ROBERT SIEGEL, HOST:

More now on Hamas, which is an Islamist group. It won the 2006 legislative elections in the Palestinian territories. After briefly belonging to a coalition with the nationalist Fatah movement, Hamas seized control of the Gaza Strip, and it has governed there ever since, under a blockade. For more on Hamas, we're joined now by Professor Rashid Khalidi of Columbia University. Welcome to the program once again.

RASHID KHALIDI: Thank you.

SIEGEL: When that blockade was imposed, the government in neighboring Egypt had a long history of opposing political Islam within its own borders. These days Islamists are in power in Egypt, in Tunisia.
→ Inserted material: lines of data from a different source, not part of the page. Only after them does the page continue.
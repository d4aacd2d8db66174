#![deny(warnings, rust_2018_idioms)]
#![forbid(unsafe_code)]

//! Service discovery against the Consul catalog.
//!
//! [`CachingResolver`] answers function-name lookups from a push-maintained
//! cache: the first lookup fetches from the catalog and subscribes a
//! blocking-query watch, after which updates arrive asynchronously.

mod catalog;
mod resolver;
mod watch;

pub use self::{
    catalog::{Catalog, CatalogError, CatalogResponse, CatalogService, HttpCatalog, WaitIndex},
    resolver::CachingResolver,
};
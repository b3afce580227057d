// Copyright 2025 Neuraville Inc.
// SPDX-License-Identifier: Apache-2.0

/// Hardware Abstraction Layer (HAL) trait definitions for vision co-processors
///
/// This module defines platform-agnostic traits that must be implemented
/// by each platform to provide:
/// - Device control and result polling (VisionLink)
/// - Time management (TimeProvider)

/// Timekeeping abstractions (monotonic timers, delays).
pub mod time;
/// Vision co-processor link traits.
pub mod vision_link;

// Re-export trait types
pub use time::TimeProvider;
pub use vision_link::{DeviceStatus, RawResult, VisionLink};
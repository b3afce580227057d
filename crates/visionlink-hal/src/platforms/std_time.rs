// Copyright 2025 Neuraville Inc.
// SPDX-License-Identifier: Apache-2.0

use std::thread;
use std::time::{Duration, Instant};

use crate::hal::TimeProvider;

/// Monotonic clock for hosted targets
#[derive(Debug, Clone, Copy)]
pub struct StdTimeProvider {
    origin: Instant,
}

impl StdTimeProvider {
    /// Create a clock whose origin is "now"
    pub fn new() -> Self {
        Self {
            origin: Instant::now(),
        }
    }
}

impl Default for StdTimeProvider {
    fn default() -> Self {
        Self::new()
    }
}

impl TimeProvider for StdTimeProvider {
    fn get_time_us(&self) -> u64 {
        self.origin.elapsed().as_micros() as u64
    }

    fn delay_us(&self, us: u64) {
        thread::sleep(Duration::from_micros(us));
    }
}
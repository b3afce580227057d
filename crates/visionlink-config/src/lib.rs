// Copyright 2025 Neuraville Inc.
// SPDX-License-Identifier: Apache-2.0

//! # visionlink-config
//!
//! Pipeline slots and time budgets for the vision link, read from `visionlink.toml`.
//!
//! Precedence, lowest first: built-in defaults, the TOML file, `VISIONLINK_*` environment
//! variables, explicit CLI overrides. The merged result is validated before it is returned.
//!
//! ```rust,no_run
//! use visionlink_config::load_config;
//!
//! let config = load_config(None, None)?;
//! println!(
//!     "idle pipeline {}, recognition deadline {} ms",
//!     config.pipelines.idle, config.timing.recognition_timeout_ms
//! );
//! # Ok::<(), visionlink_config::ConfigError>(())
//! ```
//!
//! An empty file is valid: handshake 1000 ms, recognition 1000 ms, settle delay 500 ms.

use std::path::PathBuf;

/// Crate version from Cargo.toml
pub const VERSION: &str = env!("CARGO_PKG_VERSION");

pub mod loader;
pub mod types;
pub mod validation;

pub use loader::{apply_cli_overrides, apply_environment_overrides, find_config_file, load_config};
pub use types::*;
pub use validation::{validate_config, ConfigValidationError};

#[derive(Debug, thiserror::Error)]
pub enum ConfigError {
    #[error("Config file not found. Searched: {0}")]
    FileNotFound(String),

    #[error("Failed to read config file {}: {source}", .path.display())]
    Read {
        path: PathBuf,
        #[source]
        source: std::io::Error,
    },

    #[error("Invalid TOML in {}: {message}", .path.display())]
    Parse { path: PathBuf, message: String },

    /// One or more fields out of range; the message lists every problem found
    #[error("Validation failed: {0}")]
    ValidationError(String),
}

pub type ConfigResult<T> = Result<T, ConfigError>;
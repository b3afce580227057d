// Copyright 2025 Neuraville Inc.
// SPDX-License-Identifier: Apache-2.0

//! # visionlink-recognition
//!
//! Polling state machine for a vision co-processor running a sample recognition
//! application.
//!
//! ## Architecture
//!
//! ```text
//! SessionCoordinator
//!   ├── InitializationHandshake   (idle pipeline, wait for status 400)
//!   └── RecognitionSession        (recognition pipeline, one bounded attempt)
//!         └── decode()            (raw payload → RecognitionResult)
//! ```
//!
//! All loops are synchronous busy-polls on the caller's thread. Time comes from an injected
//! [`TimeProvider`](visionlink_hal::TimeProvider) and stop requests from a
//! [`CancellationToken`].
//!
//! ## Example
//!
//! ```no_run
//! use visionlink_hal::platforms::{ScriptedVisionLink, StdTimeProvider};
//! use visionlink_recognition::prelude::*;
//!
//! let link = ScriptedVisionLink::new();
//! let _outcome = run_recognition(
//!     Some(link),
//!     StdTimeProvider::new(),
//!     WallClockTimestamps::new(),
//!     RecognitionSettings::default(),
//!     AllianceSelector::Red,
//!     &CancellationToken::new(),
//! );
//! ```

pub mod cancellation;
pub mod coordinator;
pub mod decoder;
pub mod error;
pub mod handshake;
pub mod session;
pub mod settings;
pub mod snapshot;
pub mod types;

pub use cancellation::CancellationToken;
pub use coordinator::{run_recognition, SessionCoordinator};
pub use decoder::decode;
pub use error::{CoordinatorError, DecodeError, HandshakeError};
pub use handshake::{HandshakeCounters, HandshakeReport, HandshakeState, InitializationHandshake};
pub use session::{
    ActivePipelineGuard, PollingOutcome, RecognitionSession, SessionCounters, SessionTermination,
};
pub use settings::RecognitionSettings;
pub use snapshot::{SequentialTimestamps, SnapshotKind, TimestampSource, WallClockTimestamps};
pub use types::{AllianceSelector, RecognitionResult, SampleColor, StatusCode};

/// Crate version
pub const VERSION: &str = env!("CARGO_PKG_VERSION");

pub mod prelude {
    pub use crate::{
        run_recognition, AllianceSelector, CancellationToken, CoordinatorError, PollingOutcome,
        RecognitionResult, RecognitionSettings, SampleColor, SequentialTimestamps,
        SessionCoordinator, SessionTermination, WallClockTimestamps,
    };
}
They're part of the uprising in Syria. Is Hamas now within reach of a regional legitimacy that it didn't have before?

KHALIDI: I think that they feel that they are. In addition to the factors you've mentioned, there have been revolutions in Libya and Yemen, and there are regimes that are much more favorable to Hamas in Qatar and in Turkey, both of which are throwing their weight around regionally. So, yes, I think they feel the regional environment is more favorable to them.
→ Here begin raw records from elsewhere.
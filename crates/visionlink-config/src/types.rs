// Copyright 2025 Neuraville Inc.
// SPDX-License-Identifier: Apache-2.0

//! Configuration type definitions
//!
//! This module defines all configuration structs that map to sections in
//! `visionlink.toml`.

use serde::{Deserialize, Serialize};
use std::path::PathBuf;

/// Root configuration structure
#[derive(Debug, Clone, Default, PartialEq, Deserialize, Serialize)]
#[serde(default)]
pub struct VisionLinkConfig {
    pub pipelines: PipelineConfig,
    pub timing: TimingConfig,
    pub snapshots: SnapshotConfig,
    pub logging: LoggingConfig,
}

/// Pipeline slots on the co-processor
#[derive(Debug, Clone, PartialEq, Eq, Deserialize, Serialize)]
#[serde(default)]
pub struct PipelineConfig {
    /// Heartbeat-only pipeline the device rests in between recognitions
    pub idle: u32,
    /// Sample recognition pipeline
    pub recognition: u32,
}

impl Default for PipelineConfig {
    fn default() -> Self {
        Self {
            idle: 1,
            recognition: 0,
        }
    }
}

/// Time budgets for the polling loops, in milliseconds
#[derive(Debug, Clone, PartialEq, Eq, Deserialize, Serialize)]
#[serde(default)]
pub struct TimingConfig {
    pub init_timeout_ms: u64,
    pub recognition_timeout_ms: u64,
    /// One-time pause after starting the link, before the handshake deadline starts
    pub settle_delay_ms: u64,
}

impl Default for TimingConfig {
    fn default() -> Self {
        Self {
            init_timeout_ms: 1000,
            recognition_timeout_ms: 1000,
            settle_delay_ms: 500,
        }
    }
}

/// Snapshot side effects
#[derive(Debug, Clone, PartialEq, Eq, Deserialize, Serialize)]
#[serde(default)]
pub struct SnapshotConfig {
    /// Capture an `LRC_` snapshot when the on-device application reports a crash
    pub capture_on_crash: bool,
}

impl Default for SnapshotConfig {
    fn default() -> Self {
        Self {
            capture_on_crash: true,
        }
    }
}

/// Logging settings consumed by `visionlink-observability`
#[derive(Debug, Clone, PartialEq, Eq, Deserialize, Serialize)]
#[serde(default)]
pub struct LoggingConfig {
    /// trace, debug, info, warn or error
    pub level: String,
    pub file_logging: bool,
    pub log_dir: Option<PathBuf>,
}

impl Default for LoggingConfig {
    fn default() -> Self {
        Self {
            level: "info".to_string(),
            file_logging: false,
            log_dir: None,
        }
    }
}
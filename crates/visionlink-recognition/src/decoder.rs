// Copyright 2025 Neuraville Inc.
// SPDX-License-Identifier: Apache-2.0

//! Payload decoder
//!
//! Wire layout (all elements are `f64`):
//!
//! ```text
//! index:   0        1              2       3         4
//! 200:   status   color ordinal   angle   center_x  center_y
//! 500:   status   color ordinal
//! 300:   status   crash line
//! 400:   status
//! 450:   status
//! ```
//!
//! Integers are truncated toward zero. Trailing elements beyond what a status defines are ignored.

use crate::error::DecodeError;
use crate::types::{RecognitionResult, SampleColor, StatusCode};

/// Decode one result payload
pub fn decode(payload: &[f64]) -> Result<RecognitionResult, DecodeError> {
    let Some(&first) = payload.first() else {
        return Err(DecodeError::EmptyPayload);
    };
    let status = truncate(first);

    let require = |needed: usize| {
        if payload.len() < needed {
            Err(DecodeError::Truncated {
                status,
                needed,
                actual: payload.len(),
            })
        } else {
            Ok(())
        }
    };

    match StatusCode::from_code(status) {
        Some(StatusCode::IdleLoop) => Ok(RecognitionResult::Idle),
        Some(StatusCode::ImageNotAvailable) => Ok(RecognitionResult::ImageNotAvailable),
        Some(StatusCode::AppCrash) => {
            require(2)?;
            Ok(RecognitionResult::Crash {
                crash_line_number: truncate(payload[1]),
            })
        }
        Some(StatusCode::RecognitionFailure) => {
            require(2)?;
            Ok(RecognitionResult::Failure {
                selected_sample_color: sample_color(payload[1])?,
            })
        }
        Some(StatusCode::Success) => {
            require(5)?;
            Ok(RecognitionResult::Success {
                selected_sample_color: sample_color(payload[1])?,
                angle_degrees: payload[2],
                center_x: truncate(payload[3]),
                center_y: truncate(payload[4]),
            })
        }
        None => Ok(RecognitionResult::Unexpected { status }),
    }
}

// Saturating, NaN maps to 0
fn truncate(value: f64) -> i32 {
    value as i32
}

fn sample_color(value: f64) -> Result<SampleColor, DecodeError> {
    let ordinal = truncate(value);
    SampleColor::from_ordinal(ordinal).ok_or(DecodeError::InvalidSampleColor { ordinal })
}

#[cfg(test)]
mod tests {
    use super::*;

    #[test]
    fn test_decode_success() {
        let result = decode(&[200.0, 1.0, 37.5, 120.0, 80.0]).unwrap();
        assert_eq!(
            result,
            RecognitionResult::Success {
                selected_sample_color: SampleColor::Red,
                angle_degrees: 37.5,
                center_x: 120,
                center_y: 80,
            }
        );
    }

    #[test]
    fn test_decode_success_keeps_negative_centre_and_raw_angle() {
        let result = decode(&[200.0, 2.0, -450.25, -12.9, -0.5]).unwrap();
        assert_eq!(
            result,
            RecognitionResult::Success {
                selected_sample_color: SampleColor::Yellow,
                angle_degrees: -450.25,
                center_x: -12,
                center_y: 0,
            }
        );
    }

    #[test]
    fn test_decode_success_invalid_color() {
        assert_eq!(
            decode(&[200.0, 7.0, 0.0, 0.0, 0.0]),
            Err(DecodeError::InvalidSampleColor { ordinal: 7 })
        );
    }

    #[test]
    fn test_decode_success_truncated() {
        assert_eq!(
            decode(&[200.0, 1.0, 37.5]),
            Err(DecodeError::Truncated {
                status: 200,
                needed: 5,
                actual: 3
            })
        );
    }

    #[test]
    fn test_decode_failure() {
        assert_eq!(
            decode(&[500.0, 3.0]).unwrap(),
            RecognitionResult::Failure {
                selected_sample_color: SampleColor::NotFound
            }
        );
        assert_eq!(
            decode(&[500.0, -1.0]),
            Err(DecodeError::InvalidSampleColor { ordinal: -1 })
        );
    }

    #[test]
    fn test_decode_crash_ignores_trailing_values() {
        assert_eq!(
            decode(&[300.0, 42.0]).unwrap(),
            RecognitionResult::Crash {
                crash_line_number: 42
            }
        );
        assert_eq!(
            decode(&[300.0, 42.7, 1.0, 99.0, 5.0]).unwrap(),
            RecognitionResult::Crash {
                crash_line_number: 42
            }
        );
        assert!(matches!(
            decode(&[300.0]),
            Err(DecodeError::Truncated { status: 300, .. })
        ));
    }

    #[test]
    fn test_decode_idle_and_no_image_read_nothing_else() {
        assert_eq!(decode(&[400.0]).unwrap(), RecognitionResult::Idle);
        // Idle pipeline reports the alliance it was given; it is not part of the result
        assert_eq!(decode(&[400.0, 0.0]).unwrap(), RecognitionResult::Idle);
        assert_eq!(
            decode(&[450.0, f64::NAN]).unwrap(),
            RecognitionResult::ImageNotAvailable
        );
    }

    #[test]
    fn test_decode_status_truncates_toward_zero() {
        assert_eq!(decode(&[400.9]).unwrap(), RecognitionResult::Idle);
        assert_eq!(
            decode(&[-200.5]).unwrap(),
            RecognitionResult::Unexpected { status: -200 }
        );
    }

    #[test]
    fn test_decode_unexpected_status() {
        assert_eq!(
            decode(&[404.0, 1.0, 2.0]).unwrap(),
            RecognitionResult::Unexpected { status: 404 }
        );
        assert_eq!(
            decode(&[f64::NAN]).unwrap(),
            RecognitionResult::Unexpected { status: 0 }
        );
    }

    #[test]
    fn test_decode_empty() {
        assert_eq!(decode(&[]), Err(DecodeError::EmptyPayload));
    }
}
SIEGEL: Israel is asking for an end to rocket attacks out of Gaza. First, can Hamas actually deliver on that and would they do that for anything short of a complete lifting of the blockade? What do you think?
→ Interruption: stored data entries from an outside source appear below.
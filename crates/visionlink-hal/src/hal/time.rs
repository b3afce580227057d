// Copyright 2025 Neuraville Inc.
// SPDX-License-Identifier: Apache-2.0

/// Time and delay abstraction for the polling loops
///
/// Deadlines in the handshake and recognition loops are measured against this clock,
/// never against ambient wall-clock state, so tests can drive time explicitly.
pub trait TimeProvider {
    /// Get current time in microseconds from an arbitrary monotonic origin
    ///
    /// # Returns
    /// Monotonic timestamp in microseconds
    fn get_time_us(&self) -> u64;

    /// Block for the specified number of microseconds
    ///
    /// # Arguments
    /// * `us` - Microseconds to delay
    fn delay_us(&self, us: u64);

    /// Block for the specified number of milliseconds
    ///
    /// # Arguments
    /// * `ms` - Milliseconds to delay
    fn delay_ms(&self, ms: u64) {
        self.delay_us(ms.saturating_mul(1000));
    }

    /// Current time in whole milliseconds
    fn get_time_ms(&self) -> u64 {
        self.get_time_us() / 1000
    }

    /// Milliseconds elapsed since `start_us` (a value previously returned by `get_time_us`)
    fn elapsed_ms_since(&self, start_us: u64) -> u64 {
        self.get_time_us().saturating_sub(start_us) / 1000
    }
}

impl<T: TimeProvider + ?Sized> TimeProvider for &T {
    fn get_time_us(&self) -> u64 {
        (**self).get_time_us()
    }

    fn delay_us(&self, us: u64) {
        (**self).delay_us(us)
    }
}
//! Configuration validation
//!
//! This module provides validation logic to ensure configuration values are
//! consistent, within valid ranges, and don't conflict with each other.

use crate::{ConfigError, ConfigResult, VisionLinkConfig};

/// Longest accepted polling budget
pub const MAX_TIMEOUT_MS: u64 = 60_000;
/// Longest accepted settle delay
pub const MAX_SETTLE_DELAY_MS: u64 = 10_000;

const LOG_LEVELS: &[&str] = &["trace", "debug", "info", "warn", "error"];

/// Validation errors that can occur during config validation
#[derive(Debug, Clone)]
pub enum ConfigValidationError {
    PipelineConflict { pipeline: u32 },
    OutOfRange { field: String, value: u64, min: u64, max: u64 },
    InvalidValue { field: String, reason: String },
}

impl std::fmt::Display for ConfigValidationError {
    fn fmt(&self, f: &mut std::fmt::Formatter<'_>) -> std::fmt::Result {
        match self {
            Self::PipelineConflict { pipeline } => {
                write!(
                    f,
                    "Pipeline conflict: pipelines.idle and pipelines.recognition \
                     both use pipeline {}",
                    pipeline
                )
            }
            Self::OutOfRange {
                field,
                value,
                min,
                max,
            } => {
                write!(
                    f,
                    "{} = {} is outside valid range ({}-{})",
                    field, value, min, max
                )
            }
            Self::InvalidValue { field, reason } => {
                write!(f, "Invalid configuration value for {}: {}", field, reason)
            }
        }
    }
}

/// Validate the complete configuration
///
/// Checks for:
/// - Distinct idle and recognition pipelines
/// - Timing budgets within range
/// - Known log level
///
/// # Errors
///
/// Returns `ConfigError::ValidationError` with details if validation fails
pub fn validate_config(config: &VisionLinkConfig) -> ConfigResult<()> {
    let mut errors = Vec::new();

    validate_pipelines(config, &mut errors);
    validate_timing(config, &mut errors);
    validate_logging(config, &mut errors);

    if !errors.is_empty() {
        let error_messages = errors
            .iter()
            .map(|e| format!("  - {}", e))
            .collect::<Vec<_>>()
            .join("\n");

        return Err(ConfigError::ValidationError(format!(
            "Configuration validation failed:\n{}",
            error_messages
        )));
    }

    Ok(())
}

fn validate_pipelines(config: &VisionLinkConfig, errors: &mut Vec<ConfigValidationError>) {
    if config.pipelines.idle == config.pipelines.recognition {
        errors.push(ConfigValidationError::PipelineConflict {
            pipeline: config.pipelines.idle,
        });
    }
}

fn validate_timing(config: &VisionLinkConfig, errors: &mut Vec<ConfigValidationError>) {
    let budgets = [
        ("timing.init_timeout_ms", config.timing.init_timeout_ms),
        (
            "timing.recognition_timeout_ms",
            config.timing.recognition_timeout_ms,
        ),
    ];
    for (field, value) in budgets {
        if value == 0 || value > MAX_TIMEOUT_MS {
            errors.push(ConfigValidationError::OutOfRange {
                field: field.to_string(),
                value,
                min: 1,
                max: MAX_TIMEOUT_MS,
            });
        }
    }

    if config.timing.settle_delay_ms > MAX_SETTLE_DELAY_MS {
        errors.push(ConfigValidationError::OutOfRange {
            field: "timing.settle_delay_ms".to_string(),
            value: config.timing.settle_delay_ms,
            min: 0,
            max: MAX_SETTLE_DELAY_MS,
        });
    }
}

fn validate_logging(config: &VisionLinkConfig, errors: &mut Vec<ConfigValidationError>) {
    let level = config.logging.level.to_lowercase();
    if !LOG_LEVELS.contains(&level.as_str()) {
        errors.push(ConfigValidationError::InvalidValue {
            field: "logging.level".to_string(),
            reason: format!("must be one of {}", LOG_LEVELS.join(", ")),
        });
    }
}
KHALIDI: I don't know what they would do, but they've apparently very insistently this time said that they want a lifting of the blockade, that they will not simply go back to the kind of cease fire that they have agreed to in the past. And they seem to be sticking to their guns, but who knows?

SIEGEL: I mean, one reading of what's happening now is that Israel has demonstrated to Hamas that in exchange for rocket attacks on southern Israel, there will be the same kind of retaliation that there was at the end of 2008. How does that play with the Palestinian people? I mean, is Hamas regarded as a defender, as a resistant movement or is it in some way regarded as bringing down these terrible air attacks on them?

KHALIDI: Both. Ironically, when the Israelis do these kinds of things, it increases, in the short term, people's resentment of Israel, its occupation, its blockade, its siege, its incredible disproportionate use of firepower. I mean, we have a 30 to 1 kill ratio today.

SIEGEL: Although they would say, it's not for Hamas' lack of trying, they just haven't gotten better rockets yet.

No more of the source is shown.